Così, nonostante i numerosi impegni internazionali, firmati dalle principali banche multilaterali di sviluppo (Mdb), dai Paesi del G20 e recentemente anche dal G7, per porre fine ai finanziamenti pubblici internazionali nei confronti di progetti legati all’oil&gas miliardi di dollari continuano a fluire verso i combustibili fossili. Le cause climatiche hanno allora diversi obiettivi. “Possono servire, per esempio, a chiarire che cosa nello specifico prevedono gli accordi internazionali firmati o le leggi ambientali varate a livello nazionale e internazionale. Aiutano a rendere esplicito lo scopo di questi documenti e quello che deve essere fatto nel concreto- continua Fiorilli-. E inoltre servono a rendere gli Stati responsabili per quello che hanno firmato, un modo per far capire ai governi che quando sottoscrivono un accordo questo significa qualcosa”. Un valore riconosciuto anche dal report “Global Climate Litigation Report: 2023 Status Review”, pubblicato a luglio 2023 dal Programma delle Nazioni Unite per l’Ambiente (Unep), con il supporto del centro Sabin della Columbia Law school di New York che gestisce il Climate change litigation databases dove sono raccolte le informazioni sulle cause sul clima attualmente in corso in tutto il mondo: “Queste controversie sono un’importante via per gli attori per influenzare la politica climatica al di fuori dei processi formali dell’Unfccc”, la Convenzione quadro delle Nazioni Unite sui cambiamenti climatici.
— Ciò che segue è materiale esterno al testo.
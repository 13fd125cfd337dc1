// otto-rs: Guided git release assistant
//
// SPDX-FileCopyrightText: 2026 Romeo Ahmed
// SPDX-License-Identifier: GPL-3.0-or-later

//! Fire-and-forget release records.
//!
//! ```text
//! ReleaseEvent {user, branch, type, message, description}
//!      --> POST <webhook> (JSON)
//!      no URL    --> nothing sent
//!      any error --> logged at debug, dropped
//! ```

use futures_util::future::BoxFuture;
use reqwest::Client;
use serde::Serialize;
use tracing::debug;

use crate::config::Config;
use crate::error::{NetworkError, OttoError};
use crate::net::{ensure_success, global_client};

/// One completed release.
#[derive(Debug, Clone, PartialEq, Eq, Serialize)]
pub struct ReleaseEvent {
    pub user: String,
    pub branch: String,
    /// Version bump level, `none` for snapshots.
    #[serde(rename = "type")]
    pub kind: String,
    pub message: String,
    pub description: String,
}

/// Receives release records. Never fails.
pub trait TelemetrySink: Send + Sync {
    fn record<'a>(&'a self, event: &'a ReleaseEvent) -> BoxFuture<'a, ()>;
}

/// Posts events to a webhook such as a Google Apps Script endpoint.
#[derive(Debug, Clone)]
pub struct WebhookSink {
    url: Option<String>,
    client: &'static Client,
}

impl WebhookSink {
    #[must_use]
    pub fn new(url: Option<String>) -> Self {
        Self {
            url,
            client: global_client(),
        }
    }

    #[must_use]
    pub fn from_config(config: &Config) -> Self {
        Self::new(config.sheet_webhook_url.clone())
    }

    async fn post(&self, event: &ReleaseEvent) {
        let Some(url) = self.url.as_deref() else {
            return;
        };
        let result = self
            .client
            .post(url)
            .json(event)
            .send()
            .await
            .map_err(|err| OttoError::from(NetworkError::from(err)))
            .and_then(ensure_success);
        match result {
            Ok(_) => debug!(kind = %event.kind, "release recorded"),
            Err(err) => debug!(error = %err, "telemetry dropped"),
        }
    }
}

impl TelemetrySink for WebhookSink {
    fn record<'a>(&'a self, event: &'a ReleaseEvent) -> BoxFuture<'a, ()> {
        Box::pin(self.post(event))
    }
}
I governi nazionali e subnazionali si sono impegnati a contrastare i cambiamenti climatici attraverso vari accordi internazionali e relative leggi o dichiarazioni politiche nazionali, ma le misure attuate sono ancora lontane dal raggiungere gli obiettivi. In risposta, singoli individui, bambini e giovani, donne e gruppi per i diritti umani, comunità, gruppi indigeni, organizzazioni non governative si sono rivolti a tribunali o altri organismi giudicanti, comprese le Nazioni Unite e i tribunali arbitrali, cercando di ottenere un aiuto. Il caso delle oltre duemila donne svizzere, le KlimaSeniorinnen Schweiz, ne è un esempio. Ad aprile la Corte europea dei diritti umani (Cedu) ha giudicato la Svizzera responsabile di non aver assunto misure adeguate per fronteggiare i cambiamenti climatici, violando così il diritto al rispetto della vita privata e familiare (l’Articolo 8 della Convenzione europea dei diritti dell’uomo).

“Gli accordi internazionali e le cause climatiche sono due facce della stessa medaglia. Gli Stati hanno il dovere di eliminare i combustibili fossili per non superare il limite di 1,5 gradi di innalzamento della temperatura stabilito dall’Accordo di Parigi. Il finanziamento di attività dipendenti dai combustibili fossili non si allinea con questo dovere. La legge internazionale, attraverso le sentenze, vuole obbligare gli Stati a porre fine a questi finanziamenti -conclude Fiorilli-. I politici devono agire immediatamente e non domani”.